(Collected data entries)
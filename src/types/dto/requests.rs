use chrono::DateTime;
use poem_openapi::{Enum, Object};

use crate::errors::InternalError;
use crate::types::db::item_request;

/// Lifecycle status of an item request
#[derive(Enum, Debug, Clone, Copy, PartialEq, Eq)]
#[oai(rename_all = "UPPERCASE")]
pub enum RequestStatus {
    Pending,
    Approved,
    Completed,
    Rejected,
}

impl RequestStatus {
    /// Stored/wire representation of the status
    pub fn as_str(&self) -> &'static str {
        match self {
            RequestStatus::Pending => "PENDING",
            RequestStatus::Approved => "APPROVED",
            RequestStatus::Completed => "COMPLETED",
            RequestStatus::Rejected => "REJECTED",
        }
    }

    /// Parse a stored/wire status value. Exact match only.
    pub fn parse(value: &str) -> Option<Self> {
        match value {
            "PENDING" => Some(RequestStatus::Pending),
            "APPROVED" => Some(RequestStatus::Approved),
            "COMPLETED" => Some(RequestStatus::Completed),
            "REJECTED" => Some(RequestStatus::Rejected),
            _ => None,
        }
    }
}

impl std::fmt::Display for RequestStatus {
    fn fmt(&self, f: &mut std::fmt::Formatter<'_>) -> std::fmt::Result {
        f.write_str(self.as_str())
    }
}

/// Request body for creating an item request
///
/// Fields are optional so that missing values reach the validator and are
/// reported as invalid input instead of being rejected by the codec.
#[derive(Object, Debug)]
#[oai(rename_all = "camelCase")]
pub struct CreateRequestBody {
    /// Name of the person requesting the item (3-30 characters)
    pub requestor_name: Option<String>,

    /// Description of the requested item (2-100 characters)
    pub item_requested: Option<String>,
}

/// Request body for editing the status of a single item request
#[derive(Object, Debug)]
#[oai(rename_all = "camelCase")]
pub struct EditStatusBody {
    /// Identifier of the request to update (24 hex characters)
    pub id: Option<String>,

    /// New status value
    pub status: Option<String>,
}

/// Request body for editing the status of several item requests at once
#[derive(Object, Debug)]
#[oai(rename_all = "camelCase")]
pub struct BatchEditBody {
    /// Identifiers of the requests to update (24 hex characters each)
    pub ids: Option<Vec<String>>,

    /// New status value applied to every request
    pub status: Option<String>,
}

/// Request body for deleting several item requests at once
#[derive(Object, Debug)]
#[oai(rename_all = "camelCase")]
pub struct BatchDeleteBody {
    /// Identifiers of the requests to delete (24 hex characters each)
    pub ids: Option<Vec<String>>,
}

/// Response model representing an item request
#[derive(Object, Debug)]
#[oai(rename_all = "camelCase")]
pub struct ItemRequestDto {
    /// Unique identifier for the request (24 hex characters)
    pub id: String,

    /// Name of the person who made the request
    pub requestor_name: String,

    /// Description of the requested item
    pub item_requested: String,

    /// Timestamp when the request was created (ISO 8601 format)
    pub created_date: String,

    /// Timestamp of the last status change (ISO 8601 format)
    pub last_edited_date: String,

    /// Current lifecycle status
    pub status: RequestStatus,
}

/// Response model for batch status updates
#[derive(Object, Debug)]
#[oai(rename_all = "camelCase")]
pub struct BatchUpdateResponse {
    /// Number of requests actually updated
    pub modified_count: u64,
}

/// Response model for batch deletes
#[derive(Object, Debug)]
#[oai(rename_all = "camelCase")]
pub struct BatchDeleteResponse {
    /// Number of requests actually removed
    pub deleted_count: u64,
}

impl TryFrom<item_request::Model> for ItemRequestDto {
    type Error = InternalError;

    fn try_from(model: item_request::Model) -> Result<Self, Self::Error> {
        let status = RequestStatus::parse(&model.status).ok_or_else(|| {
            InternalError::parse(
                "request_status",
                format!("stored status {:?} is not a known value", model.status),
            )
        })?;

        Ok(Self {
            id: model.id,
            requestor_name: model.requestor_name,
            item_requested: model.item_requested,
            created_date: rfc3339(model.created_date, "created_date")?,
            last_edited_date: rfc3339(model.last_edited_date, "last_edited_date")?,
            status,
        })
    }
}

fn rfc3339(epoch_millis: i64, field: &str) -> Result<String, InternalError> {
    DateTime::from_timestamp_millis(epoch_millis)
        .map(|ts| ts.to_rfc3339())
        .ok_or_else(|| {
            InternalError::parse(
                field,
                format!("timestamp {} is out of range", epoch_millis),
            )
        })
}
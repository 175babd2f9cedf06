// API layer - HTTP endpoints
pub mod health;
pub mod requests;

pub use health::HealthApi;
pub use requests::RequestsApi;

Exercise: Retyping every line above exactly is all that is needed.

Response box:
filename src/types/dto/requests.rs
use chrono::DateTime;
use poem_openapi::{Enum, Object};

use crate::errors::InternalError;
use crate::types::db::item_request;

/// Lifecycle status of an item request
#[derive(Enum, Debug, Clone, Copy, PartialEq, Eq)]
#[oai(rename_all = "UPPERCASE")]
pub enum RequestStatus {
    Pending,
    Approved,
    Completed,
    Rejected,
}

impl RequestStatus {
    /// Stored/wire representation of the status
    pub fn as_str(&self) -> &'static str {
        match self {
            RequestStatus::Pending => "PENDING",
            RequestStatus::Approved => "APPROVED",
            RequestStatus::Completed => "COMPLETED",
            RequestStatus::Rejected => "REJECTED",
        }
    }

    /// Parse a stored/wire status value. Exact match only.
    pub fn parse(value: &str) -> Option<Self> {
        match value {
            "PENDING" => Some(RequestStatus::Pending),
            "APPROVED" => Some(RequestStatus::Approved),
            "COMPLETED" => Some(RequestStatus::Completed),
            "REJECTED" => Some(RequestStatus::Rejected),
            _ => None,
        }
    }
}

impl std::fmt::Display for RequestStatus {
    fn fmt(&self, f: &mut std::fmt::Formatter<'_>) -> std::fmt::Result {
        f.write_str(self.as_str())
    }
}

/// Request body for creating an item request
///
/// Fields are optional so that missing values reach the validator and are
/// reported as invalid input instead of being rejected by the codec.
#[derive(Object, Debug)]
#[oai(rename_all = "camelCase")]
pub struct CreateRequestBody {
    /// Name of the person requesting the item (3-30 characters)
    pub requestor_name: Option<String>,

    /// Description of the requested item (2-100 characters)
    pub item_requested: Option<String>,
}

/// Request body for editing the status of a single item request
#[derive(Object, Debug)]
#[oai(rename_all = "camelCase")]
pub struct EditStatusBody {
    /// Identifier of the request to update (24 hex characters)
    pub id: Option<String>,

    /// New status value
    pub status: Option<String>,
}

/// Request body for editing the status of several item requests at once
#[derive(Object, Debug)]
#[oai(rename_all = "camelCase")]
pub struct BatchEditBody {
    /// Identifiers of the requests to update (24 hex characters each)
    pub ids: Option<Vec<String>>,

    /// New status value applied to every request
    pub status: Option<String>,
}

/// Request body for deleting several item requests at once
#[derive(Object, Debug)]
#[oai(rename_all = "camelCase")]
pub struct BatchDeleteBody {
    /// Identifiers of the requests to delete (24 hex characters each)
    pub ids: Option<Vec<String>>,
}

/// Response model representing an item request
#[derive(Object, Debug)]
#[oai(rename_all = "camelCase")]
pub struct ItemRequestDto {
    /// Unique identifier for the request (24 hex characters)
    pub id: String,

    /// Name of the person who made the request
    pub requestor_name: String,

    /// Description of the requested item
    pub item_requested: String,

    /// Timestamp when the request was created (ISO 8601 format)
    pub created_date: String,

    /// Timestamp of the last status change (ISO 8601 format)
    pub last_edited_date: String,

    /// Current lifecycle status
    pub status: RequestStatus,
}

/// Response model for batch status updates
#[derive(Object, Debug)]
#[oai(rename_all = "camelCase")]
pub struct BatchUpdateResponse {
    /// Number of requests actually updated
    pub modified_count: u64,
}

/// Response model for batch deletes
#[derive(Object, Debug)]
#[oai(rename_all = "camelCase")]
pub struct BatchDeleteResponse {
    /// Number of requests actually removed
    pub deleted_count: u64,
}

impl TryFrom<item_request::Model> for ItemRequestDto {
    type Error = InternalError;

    fn try_from(model: item_request::Model) -> Result<Self, Self::Error> {
        let status = RequestStatus::parse(&model.status).ok_or_else(|| {
            InternalError::parse(
                "request_status",
                format!("stored status {:?} is not a known value", model.status),
            )
        })?;

        Ok(Self {
            id: model.id,
            requestor_name: model.requestor_name,
            item_requested: model.item_requested,
            created_date: rfc3339(model.created_date, "created_date")?,
            last_edited_date: rfc3339(model.last_edited_date, "last_edited_date")?,
            status,
        })
    }
}

fn rfc3339(epoch_millis: i64, field: &str) -> Result<String, InternalError> {
    DateTime::from_timestamp_millis(epoch_millis)
        .map(|ts| ts.to_rfc3339())
        .ok_or_else(|| {
            InternalError::parse(
                field,
                format!("timestamp {} is out of range", epoch_millis),
            )
        })
}
repository 175babd2f9cedf06
// API layer - HTTP endpoints
pub mod health;
pub mod requests;

pub use health::HealthApi;
pub use requests::RequestsApi;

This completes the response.